Geopolitical risk has also become too big to ignore: Washington is trying to curb China’s technological advancement while Beijing is retaliating with export controls. International investors fear they will get caught in the crossfire. Another concern is that if China invades Taiwan, resulting Western sanctions could leave money managers with frozen assets – a painful lesson they learned in Russia in 2022.
A BIG COMEBACK
Yet any revival in Chinese stocks does not depend on foreign capital: outsiders own just 4% of mainland shares. Domestic retail traders dominate the Shanghai and Shenzhen bourses, whose combined market capitalisation is almost $11 trillion. They are sitting on piles of savings and love to gamble.
China’s ageing population also lacks reliable places to park its wealth. Household savings in China have ballooned by 70% to 135 trillion yuan ($18.8 trillion) since the pandemic started. Yet housing, once the preferred investment, looks less assured with millions of homes unfinished and debt problems dragging down top developers including China Evergrande and Country Garden.
Xi has also cracked down on wealth management products as he attempts to stem financial risk.
China’s captive pool of domestic capital is one reason shares in big Chinese companies listed on mainland exchanges command a hefty 51% premium to their equivalents in Hong Kong, 13 percentage points more than at the start of 2023. It is also why international brokers increasingly recommend trading Chinese equities onshore rather than offshore.
If the property market stabilises, domestic investors could return quickly. Authorities could fast-track such an outcome by channeling additional support towards redeveloping “urban villages” in big cities.
If Xi’s war on leverage also convinces Chinese citizens of his belief that “houses are for living, not for speculation,” they might hoard less cash for deposits on real estate purchases, freeing up spending for consumption. And if the US Federal Reserve lowers interest rates, which the central bank on Wednesday signalled looks likely to happen next year, and geopolitical tensions ease, some overseas investors may come back.

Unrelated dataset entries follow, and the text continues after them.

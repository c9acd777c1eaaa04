//! Render context
//!
//! The working key/value surface a render reads from: the detected state's
//! `context_data` plus engine-injected values. Lookup precedence for a path:
//!
//! 1. Exact key in the flat map, then dotted descent from the root
//! 2. The alias table: legacy template vocabulary mapped to current field
//!    names, or derived values such as the French-formatted session dates
//! 3. Fallback search inside the `crmData` and `uberData` sub-objects
//!
//! Templates authored years ago keep resolving against today's field names
//! without anyone rewriting them.

use chrono::NaiveDate;
use serde_json::{Map, Value};
use stencil::{dig, is_truthy};

use crate::domain::{DetectedState, IntentResult};

/// Sub-objects the fallback search descends into, in order.
const NESTED_SOURCES: &[&str] = &["crmData", "uberData"];

enum AliasTarget {
    /// Resolves to another field, looked up through the base rules
    Field(&'static str),
    /// Computes its value from the whole context
    Derived(fn(&RenderContext) -> Option<Value>),
}

/// Legacy template vocabulary.
const ALIASES: &[(&str, AliasTarget)] = &[
    ("prenom", AliasTarget::Field("firstName")),
    ("date_examen", AliasTarget::Field("examDate")),
    ("lien_evalbox", AliasTarget::Field("evalboxUrl")),
    ("statut_dossier", AliasTarget::Field("fileStatus")),
    ("prochaines_dates", AliasTarget::Derived(next_dates_french)),
];

/// Mutable key/value surface for one render call.
#[derive(Debug, Clone, Default)]
pub struct RenderContext {
    values: Map<String, Value>,
}

impl RenderContext {
    pub fn new() -> Self {
        Self::default()
    }

    pub fn from_map(values: Map<String, Value>) -> Self {
        Self { values }
    }

    /// Working context for one state: its context data plus the state name
    /// and classified intents under the keys templates expect.
    pub fn for_state(state: &DetectedState, intents: &IntentResult) -> Self {
        let mut values = state.context_data.clone();
        values.insert("stateName".to_string(), Value::String(state.name.clone()));
        if let Some(primary) = &intents.primary_intent {
            values.insert("primaryIntent".to_string(), Value::String(primary.clone()));
        }
        if !intents.secondary_intents.is_empty() {
            values.insert(
                "secondaryIntents".to_string(),
                Value::Array(
                    intents
                        .secondary_intents
                        .iter()
                        .map(|intent| Value::String(intent.clone()))
                        .collect(),
                ),
            );
        }
        Self { values }
    }

    /// Set one value, overwriting.
    pub fn set(&mut self, key: impl Into<String>, value: impl Into<Value>) {
        self.values.insert(key.into(), value.into());
    }

    /// Merge entries, overwriting existing keys.
    pub fn merge(&mut self, entries: &Map<String, Value>) {
        for (key, value) in entries {
            self.values.insert(key.clone(), value.clone());
        }
    }

    /// Flat-key presence check. Aliases and nested objects do not count:
    /// no-overwrite rules care about what was explicitly set.
    pub fn contains(&self, key: &str) -> bool {
        self.values.contains_key(key)
    }

    /// Full-precedence lookup.
    pub fn get(&self, path: &str) -> Option<Value> {
        if let Some(value) = self.base_lookup(path) {
            return Some(value);
        }
        if let Some(value) = self.alias_lookup(path) {
            return Some(value);
        }
        self.nested_lookup(path)
    }

    /// Lookup coerced to an owned string.
    pub fn get_str(&self, path: &str) -> Option<String> {
        self.get(path)
            .and_then(|value| value.as_str().map(str::to_string))
    }

    /// Truthiness of a path; absent is false.
    pub fn truthy(&self, path: &str) -> bool {
        self.get(path).is_some_and(|value| is_truthy(&value))
    }

    fn base_lookup(&self, path: &str) -> Option<Value> {
        if let Some(value) = self.values.get(path) {
            return Some(value.clone());
        }
        let (head, rest) = path.split_once('.')?;
        dig(self.values.get(head)?, rest)
    }

    fn alias_lookup(&self, path: &str) -> Option<Value> {
        let (_, target) = ALIASES.iter().find(|(name, _)| *name == path)?;
        match target {
            AliasTarget::Field(field) => self
                .base_lookup(field)
                .or_else(|| self.nested_lookup(field)),
            AliasTarget::Derived(derive) => derive(self),
        }
    }

    fn nested_lookup(&self, path: &str) -> Option<Value> {
        for source in NESTED_SOURCES {
            if let Some(container) = self.values.get(*source)
                && let Some(value) = dig(container, path)
            {
                return Some(value);
            }
        }
        None
    }

    pub fn as_map(&self) -> &Map<String, Value> {
        &self.values
    }
}

impl stencil::Scope for RenderContext {
    fn lookup(&self, path: &str) -> Option<Value> {
        self.get(path)
    }
}

/// `prochaines_dates`: the ISO `available_dates` list rendered as French
/// dd/mm/YYYY dates, comma-joined with a final « et ».
fn next_dates_french(ctx: &RenderContext) -> Option<Value> {
    let raw = ctx
        .base_lookup("available_dates")
        .or_else(|| ctx.nested_lookup("available_dates"))?;
    let Value::Array(items) = raw else {
        return None;
    };
    let mut dates = Vec::new();
    for item in &items {
        let Some(text) = item.as_str() else {
            continue;
        };
        match NaiveDate::parse_from_str(text, "%Y-%m-%d") {
            Ok(date) => dates.push(date.format("%d/%m/%Y").to_string()),
            // Entries that are not ISO dates pass through as written.
            Err(_) => dates.push(text.to_string()),
        }
    }
    if dates.is_empty() {
        return None;
    }
    Some(Value::String(join_french(&dates)))
}

fn join_french(items: &[String]) -> String {
    match items {
        [] => String::new(),
        [only] => only.clone(),
        [rest @ .., last] => format!("{} et {}", rest.join(", "), last),
    }
}
//! ReplyDraft - template selection and rendering for support-ticket replies
//!
//! ReplyDraft turns a detected ticket state plus classified intents into a
//! drafted customer reply. An explicit selection cascade picks one template
//! configuration (state:intent matrix first, embedded generic template
//! last, so selection is total), the stencil interpreter renders it against
//! a layered context, alert fragments land before the signature, and a
//! cleanup pass removes whatever syntax the data could not fill. A broken
//! registry or a missing file degrades the draft, never the pipeline.
//!
//! # Modules
//!
//! - [`engine`] - The `ResponseEngine` facade running the full pipeline
//! - [`selector`] - Ordered selection cascade over the registry
//! - [`registry`] - YAML registry of blocks, base templates and the matrix
//! - [`context`] - Layered context lookup with the legacy alias table
//! - [`blocks`] - Cached block/partial store over the templates root
//! - [`intention`] - Intent to `intention_*` flag auto-mapping
//! - [`alerts`] - Alert fragment injection before the signature
//! - [`embedded`] - Compiled-in fallback template, signature and fragments
//! - [`domain`] - Wire types shared with the detector and the CRM step
//! - [`error`] - Typed registry loading errors

pub mod alerts;
pub mod blocks;
pub mod context;
pub mod domain;
pub mod embedded;
pub mod engine;
pub mod error;
pub mod intention;
pub mod registry;
pub mod selector;

// Re-export commonly used types
pub use context::RenderContext;
pub use domain::{Alert, DetectedState, IntentResult, Priority, RenderResult, Severity};
pub use engine::{RESERVED_PLACEHOLDERS, ResponseEngine};
pub use error::EngineError;
pub use intention::{INTENTION_FLAGS, IntentionMapping, apply_intent_flags};
pub use registry::{TemplateConfig, TemplateRegistry};
pub use selector::{DEFAULT_CASCADE, Selection, SelectionRule, Selector, UberCase, condition_holds};
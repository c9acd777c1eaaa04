//! Alert fragment injection
//!
//! Detector alerts carry urgent facts the reply must surface even when the
//! selected template never mentions them. Each alert type maps to a
//! compiled-in fragment; its `{param}` slots are filled from the alert's
//! params and the fragment lands immediately before the signature block,
//! or at the end when no signature is found.

use serde_json::{Map, Value};
use tracing::debug;

use crate::domain::Alert;
use crate::embedded;

/// Closing phrases that open a signature block. The earliest final
/// occurrence wins, so a multi-line signature is kept whole.
pub const SIGNATURE_MARKERS: &[&str] = &[
    "Cordialement",
    "Bien à vous",
    "Bonne journée",
    "À bientôt",
    "L'équipe",
];

/// Inject fragments for the given alerts. Returns the amended text plus
/// the alert types actually inserted, for the audit trail.
pub fn inject(text: &str, alerts: &[Alert]) -> (String, Vec<String>) {
    let mut fragments = Vec::new();
    let mut inserted = Vec::new();
    for alert in alerts {
        let Some(fragment) = embedded::alert_fragment(&alert.alert_type) else {
            debug!(alert_type = %alert.alert_type, "No fragment for alert type, skipping");
            continue;
        };
        fragments.push(fill_params(fragment, &alert.params));
        inserted.push(alert.alert_type.clone());
    }
    if fragments.is_empty() {
        return (text.to_string(), inserted);
    }

    let block = fragments.join("\n\n");
    let amended = match signature_start(text) {
        Some(at) => {
            let (body, signature) = text.split_at(at);
            format!("{}\n\n{}\n\n{}", body.trim_end(), block, signature)
        }
        None => format!("{}\n\n{}", text.trim_end(), block),
    };
    (amended, inserted)
}

/// Byte offset of the line the signature starts on, if any marker occurs.
fn signature_start(text: &str) -> Option<usize> {
    let earliest = SIGNATURE_MARKERS
        .iter()
        .filter_map(|marker| text.rfind(marker))
        .min()?;
    Some(text[..earliest].rfind('\n').map_or(0, |newline| newline + 1))
}

fn fill_params(fragment: &str, params: &Map<String, Value>) -> String {
    let mut filled = fragment.to_string();
    for (key, value) in params {
        filled = filled.replace(&format!("{{{key}}}"), &param_text(value));
    }
    filled
}

/// Human text for a param value; string lists read as an enumeration.
fn param_text(value: &Value) -> String {
    match value {
        Value::String(text) => text.clone(),
        Value::Array(items) => items
            .iter()
            .map(param_text)
            .collect::<Vec<_>>()
            .join(", "),
        Value::Null => String::new(),
        other => other.to_string(),
    }
}
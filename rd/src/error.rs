//! Engine error types

use thiserror::Error;

/// Errors that can occur while loading engine resources.
///
/// Only the strict entry points surface these; the drafting path itself
/// degrades to fallbacks instead of failing.
#[derive(Debug, Error)]
pub enum EngineError {
    #[error("Failed to read registry document {path}: {source}")]
    RegistryRead {
        path: String,
        #[source]
        source: std::io::Error,
    },

    #[error("Registry document {path} is not valid YAML: {source}")]
    RegistryParse {
        path: String,
        #[source]
        source: serde_yaml::Error,
    },
}

impl EngineError {
    /// Path of the document involved in the failure
    pub fn path(&self) -> &str {
        match self {
            EngineError::RegistryRead { path, .. } => path,
            EngineError::RegistryParse { path, .. } => path,
        }
    }

    /// Check if the failure means the document simply is not there
    pub fn is_missing(&self) -> bool {
        matches!(
            self,
            EngineError::RegistryRead { source, .. }
                if source.kind() == std::io::ErrorKind::NotFound
        )
    }
}

#[cfg(test)]
mod tests {
    use super::*;

    #[test]
    fn test_is_missing() {
        let err = EngineError::RegistryRead {
            path: "config/registry.yml".to_string(),
            source: std::io::Error::new(std::io::ErrorKind::NotFound, "no such file"),
        };
        assert!(err.is_missing());
        assert_eq!(err.path(), "config/registry.yml");

        let err = EngineError::RegistryRead {
            path: "config/registry.yml".to_string(),
            source: std::io::Error::new(std::io::ErrorKind::PermissionDenied, "denied"),
        };
        assert!(!err.is_missing());
    }

    #[test]
    fn test_parse_error_display() {
        let yaml_err = serde_yaml::from_str::<serde_yaml::Value>("foo: [unclosed")
            .expect_err("invalid yaml must fail");
        let err = EngineError::RegistryParse {
            path: "registry.yml".to_string(),
            source: yaml_err,
        };
        assert!(err.to_string().contains("registry.yml"));
    }
}
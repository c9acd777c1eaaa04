//! Tree evaluation.
//!
//! Rendering never fails. Missing values leave the original token in place
//! (a later [`cleanup`](crate::cleanup) pass strips what remains), missing
//! partials emit nothing, and partial recursion is cut off at a fixed depth.

use std::collections::HashMap;

use serde_json::{Map, Value};
use tracing::{debug, warn};

use crate::ast::{Node, Template};

/// Partial inclusions deeper than this are dropped. Catches definition
/// cycles such as a block including itself.
pub const MAX_PARTIAL_DEPTH: usize = 8;

/// Value source for lookup paths.
///
/// Implementors own the resolution rules for a dotted path; the renderer
/// only adds `this` scoping inside `{{#each}}` bodies on top of it.
pub trait Scope {
    fn lookup(&self, path: &str) -> Option<Value>;
}

/// Flat JSON object: exact key first, then dotted descent into nested
/// objects.
impl Scope for Map<String, Value> {
    fn lookup(&self, path: &str) -> Option<Value> {
        if let Some(value) = self.get(path) {
            return Some(value.clone());
        }
        let (head, rest) = path.split_once('.')?;
        dig(self.get(head)?, rest)
    }
}

/// Source of `{{> name}}` content.
pub trait Partials {
    fn resolve(&self, name: &str) -> Option<String>;
}

/// Resolves nothing. For templates that use no partials.
pub struct NoPartials;

impl Partials for NoPartials {
    fn resolve(&self, _name: &str) -> Option<String> {
        None
    }
}

impl Partials for HashMap<String, String> {
    fn resolve(&self, name: &str) -> Option<String> {
        self.get(name).cloned()
    }
}

/// What a render produced, text plus an audit of what happened inside.
#[derive(Debug, Clone, Default, PartialEq)]
pub struct RenderOutcome {
    /// Rendered text, before any cleanup pass.
    pub text: String,
    /// Partial names that were found and included, in first-use order.
    pub partials_included: Vec<String>,
    /// Variable paths that were substituted with a value.
    pub variables_replaced: Vec<String>,
    /// Reserved placeholder names left untouched in the output.
    pub reserved_seen: Vec<String>,
}

/// Walks a [`Template`] against a [`Scope`].
pub struct Renderer<'p> {
    partials: &'p dyn Partials,
    reserved: Vec<String>,
    max_partial_depth: usize,
}

impl<'p> Renderer<'p> {
    pub fn new(partials: &'p dyn Partials) -> Self {
        Renderer {
            partials,
            reserved: Vec::new(),
            max_partial_depth: MAX_PARTIAL_DEPTH,
        }
    }

    /// Placeholder names that are never substituted or stripped. They pass
    /// through for a later generation step to fill.
    pub fn with_reserved<I, S>(mut self, names: I) -> Self
    where
        I: IntoIterator<Item = S>,
        S: Into<String>,
    {
        self.reserved = names.into_iter().map(Into::into).collect();
        self
    }

    pub fn with_max_partial_depth(mut self, depth: usize) -> Self {
        self.max_partial_depth = depth;
        self
    }

    pub fn render(&self, template: &Template, scope: &dyn Scope) -> RenderOutcome {
        let mut outcome = RenderOutcome::default();
        let mut text = String::new();
        self.eval(&template.nodes, scope, None, 0, &mut text, &mut outcome);
        outcome.text = text;
        outcome
    }

    fn eval(
        &self,
        nodes: &[Node],
        scope: &dyn Scope,
        element: Option<&Value>,
        depth: usize,
        buf: &mut String,
        outcome: &mut RenderOutcome,
    ) {
        for node in nodes {
            match node {
                Node::Text(text) => buf.push_str(text),
                Node::Variable { path, raw } => {
                    self.variable(path, raw, scope, element, buf, outcome);
                }
                Node::Partial { name } => {
                    self.partial(name, scope, element, depth, buf, outcome);
                }
                Node::If {
                    path,
                    then_branch,
                    else_branch,
                } => {
                    let branch = if self.truthy_at(path, scope, element) {
                        then_branch
                    } else {
                        else_branch
                    };
                    self.eval(branch, scope, element, depth, buf, outcome);
                }
                Node::Unless {
                    path,
                    then_branch,
                    else_branch,
                } => {
                    let branch = if self.truthy_at(path, scope, element) {
                        else_branch
                    } else {
                        then_branch
                    };
                    self.eval(branch, scope, element, depth, buf, outcome);
                }
                Node::Each { path, body } => {
                    let Some(Value::Array(items)) = resolve(path, scope, element) else {
                        continue;
                    };
                    for item in &items {
                        self.eval(body, scope, Some(item), depth, buf, outcome);
                    }
                }
            }
        }
    }

    fn variable(
        &self,
        path: &str,
        raw: &str,
        scope: &dyn Scope,
        element: Option<&Value>,
        buf: &mut String,
        outcome: &mut RenderOutcome,
    ) {
        if self.reserved.iter().any(|name| name == path) {
            buf.push_str(raw);
            push_unique(&mut outcome.reserved_seen, path);
            return;
        }
        match resolve(path, scope, element) {
            Some(value) if substitutable(&value) => {
                buf.push_str(&value_text(&value));
                push_unique(&mut outcome.variables_replaced, path);
            }
            // Token stays; cleanup strips it later.
            _ => buf.push_str(raw),
        }
    }

    fn partial(
        &self,
        name: &str,
        scope: &dyn Scope,
        element: Option<&Value>,
        depth: usize,
        buf: &mut String,
        outcome: &mut RenderOutcome,
    ) {
        if depth >= self.max_partial_depth {
            warn!(partial = %name, depth, "partial inclusion too deep, dropping");
            return;
        }
        let Some(source) = self.partials.resolve(name) else {
            debug!(partial = %name, "partial not found, emitting nothing");
            return;
        };
        let template = Template::parse(&source);
        for issue in &template.issues {
            debug!(partial = %name, %issue, "issue in included partial");
        }
        push_unique(&mut outcome.partials_included, name);
        self.eval(&template.nodes, scope, element, depth + 1, buf, outcome);
    }

    fn truthy_at(&self, path: &str, scope: &dyn Scope, element: Option<&Value>) -> bool {
        resolve(path, scope, element).is_some_and(|value| is_truthy(&value))
    }
}

/// `this` and `this.*` read from the current `{{#each}}` element; everything
/// else goes to the scope.
fn resolve(path: &str, scope: &dyn Scope, element: Option<&Value>) -> Option<Value> {
    if path == "this" {
        return element.cloned();
    }
    if let Some(rest) = path.strip_prefix("this.") {
        return dig(element?, rest);
    }
    scope.lookup(path)
}

/// Descends a dotted path through nested objects.
pub fn dig(value: &Value, path: &str) -> Option<Value> {
    let mut current = value;
    for segment in path.split('.') {
        current = current.as_object()?.get(segment)?;
    }
    Some(current.clone())
}

/// Host-style truthiness: null, false, zero, empty string, empty array and
/// empty object are all falsy.
pub fn is_truthy(value: &Value) -> bool {
    match value {
        Value::Null => false,
        Value::Bool(b) => *b,
        Value::Number(n) => n.as_f64().is_some_and(|f| f != 0.0),
        Value::String(s) => !s.is_empty(),
        Value::Array(items) => !items.is_empty(),
        Value::Object(map) => !map.is_empty(),
    }
}

/// Only strings and numbers are written into the output. Booleans, arrays
/// and objects are gate material, not printable content.
fn substitutable(value: &Value) -> bool {
    match value {
        Value::String(s) => !s.is_empty(),
        Value::Number(_) => true,
        _ => false,
    }
}

fn value_text(value: &Value) -> String {
    match value {
        Value::String(s) => s.clone(),
        other => other.to_string(),
    }
}

fn push_unique(list: &mut Vec<String>, item: &str) {
    if !list.iter().any(|existing| existing == item) {
        list.push(item.to_string());
    }
}
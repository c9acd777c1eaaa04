//! Parsed template representation.
//!
//! A template is tokenized exactly once into a tree of [`Node`]s. Rendering
//! walks the tree; nothing re-scans the text afterwards. Authoring mistakes
//! never abort a parse: the offending construct is kept as literal text and
//! reported as a [`ParseIssue`].

use std::fmt;

use crate::parser;

/// One node of a parsed template.
#[derive(Debug, Clone, PartialEq)]
pub enum Node {
    /// Literal text, emitted verbatim.
    Text(String),
    /// A `{{path}}` substitution site. `raw` keeps the original token so the
    /// renderer can leave it in place when no usable value exists.
    Variable { path: String, raw: String },
    /// A `{{> name}}` inclusion resolved against a partial source at render
    /// time.
    Partial { name: String },
    /// `{{#if path}} ... {{else}} ... {{/if}}`.
    If {
        path: String,
        then_branch: Vec<Node>,
        else_branch: Vec<Node>,
    },
    /// `{{#unless path}} ... {{else}} ... {{/unless}}`.
    Unless {
        path: String,
        then_branch: Vec<Node>,
        else_branch: Vec<Node>,
    },
    /// `{{#each path}} ... {{/each}}`, body evaluated once per element with
    /// `this` bound to the element.
    Each { path: String, body: Vec<Node> },
}

/// A non-fatal authoring problem found while parsing.
///
/// The parser degrades the construct to literal text and keeps going, so a
/// template with issues still renders; callers decide whether to surface the
/// diagnostics.
#[derive(Debug, Clone, PartialEq)]
pub struct ParseIssue {
    /// Human-readable description of the problem.
    pub message: String,
    /// Byte offset into the source where the construct started.
    pub offset: usize,
}

impl fmt::Display for ParseIssue {
    fn fmt(&self, f: &mut fmt::Formatter<'_>) -> fmt::Result {
        write!(f, "{} (at byte {})", self.message, self.offset)
    }
}

/// A template parsed into its node tree plus any authoring diagnostics.
#[derive(Debug, Clone, PartialEq)]
pub struct Template {
    /// Root nodes in document order.
    pub nodes: Vec<Node>,
    /// Problems encountered while parsing, in source order.
    pub issues: Vec<ParseIssue>,
}

impl Template {
    /// Parses `source` into a node tree. Never fails: malformed constructs
    /// degrade to literal text and are recorded in [`Template::issues`].
    pub fn parse(source: &str) -> Self {
        let (nodes, issues) = parser::parse(source);
        Template { nodes, issues }
    }

    /// True when the template contains no nodes at all.
    pub fn is_empty(&self) -> bool {
        self.nodes.is_empty()
    }

    /// True when parsing recorded at least one authoring problem.
    pub fn has_issues(&self) -> bool {
        !self.issues.is_empty()
    }
}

The best case for Chinese equities, however, may be that there is no strong relationship between economic growth and stock price performance. Real inflation-adjusted US dollar returns for Chinese stocks have lagged the DMS World index by 1.5% per year since 1993, even as the country’s real GDP grew by 9% annually over roughly the same period, data from the Credit Suisse Global Investment Returns Yearbook shows. This may mean that the benefits of China’s economic growth do not flow to equity investors. However, it also implies that a slowing economy does not necessarily mean a sluggish stock market.
The outlook for 2024 is therefore one of extremes. Strategists at Morgan Stanley reckon the MSCI China Index could rise by as much as 23% or fall by as much as 36% in the next 12 months. The 59-percentage-point spread between the optimistic and pessimistic scenario is much larger than the 41-percentage-point spread the US bank envisages for constituents of Japan's Topix index, where uncertainty lingers about when and how the central bank will unwind almost a quarter century of ultralow interest rates.
There are many good reasons for domestic and international investors to keep shunning Chinese stocks. Yet it is also relatively easy to be underweight a market that is underperforming. Any revival would force investors to revisit their assumptions. For those with a stomach for a high-risk, high-return trade, there is scope for a long march upwards. — Reuters
Una Galani is Asia Editor of Reuters Breakingviews, based in Mumbai. She was previously in Hong Kong and Dubai.